Empeñados en resistir o morir, los zaragozanos soportaron las últimas acometidas del rabioso invasor que por fin, el día 13, levantó el campamento; una orden que se dio el día seis pero que de inmediato fue revocada. Aunque antes de perderse con la sensación amarga del fracaso cuando tenían todo a favor en el camino hacia Navarra, con la llegada de cinco mil hombres de refuerzo que venían de Valencia, éstos y los paisanos fueron a despedir a los franceses en campo abierto. Al amanecer del 14, tras quemar los almacenes y destruido aquellos pertrechos de guerra que estorbaban la marcha, los franceses aceleraron la partida; aun así perseguidos por la tropa de Valencia hasta los lindes navarros.
El historiador José María Queipo de Llano y Ruiz de Sarabia, conde de Toreno, resume el primer asedio de Zaragoza: "Célebre y sin ejemplo, mas bien que sitio pudiera considerársele como una continuada lucha o defensa de posiciones diversas, en las que el entusiasmo y personal denuedo llevaba ventaja al calculado valor y disciplina de tropas aguerridas. Pues aquellos triunfos eran tanto más asombrosos cuanto en un principio, y los más señalados fueron conseguidos, no por el brazo de hombres acostumbrados a la pelea y estrépitos marciales, sino por pacíficos labriegos, que ignorando el terrible arte de la guerra tan solamente habían encallecido sus manos con el áspero y penoso manejo de la azada y la podadera".
Sin precisión estadística, los muertos del lado francés rondaron entre los tres y los seis mil hombres, mientras que los españoles contaron al menos dos mil.
Por supuesto Francia, pero también la Europa ocupada por los imperiales napoleónicos y la libre de su yugo miraron con asombro una resistencia tan desesperada, superior a la registrada en los anales de la historia moderna.
El resumen de este primer sitio lo firma Charles Oman en su obra A History of the Peninsular War: "Zaragoza, una ciudad abierta mediante barricadas improvisadas, trincheras y defensas de tierra y probando la capacidad de resistir incluso a un formidable tren de artillería de sitio".

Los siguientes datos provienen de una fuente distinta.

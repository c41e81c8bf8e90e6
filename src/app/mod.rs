#[cfg(feature = "cli")]
pub mod commands;
pub mod dto;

La gloria alcanzada por los defensores de Zaragoza vería muy pronto una reedición. Mientras llegaba la nueva prueba de constancia, tenacidad y heroísmo, henchidos de orgullo, civiles y militares se aprestaron a desescombrar la ruina en que había quedado la ciudad; pero antes y a una dieron gracias a Dios y a la Virgen del Pilar, su protectora y abogada.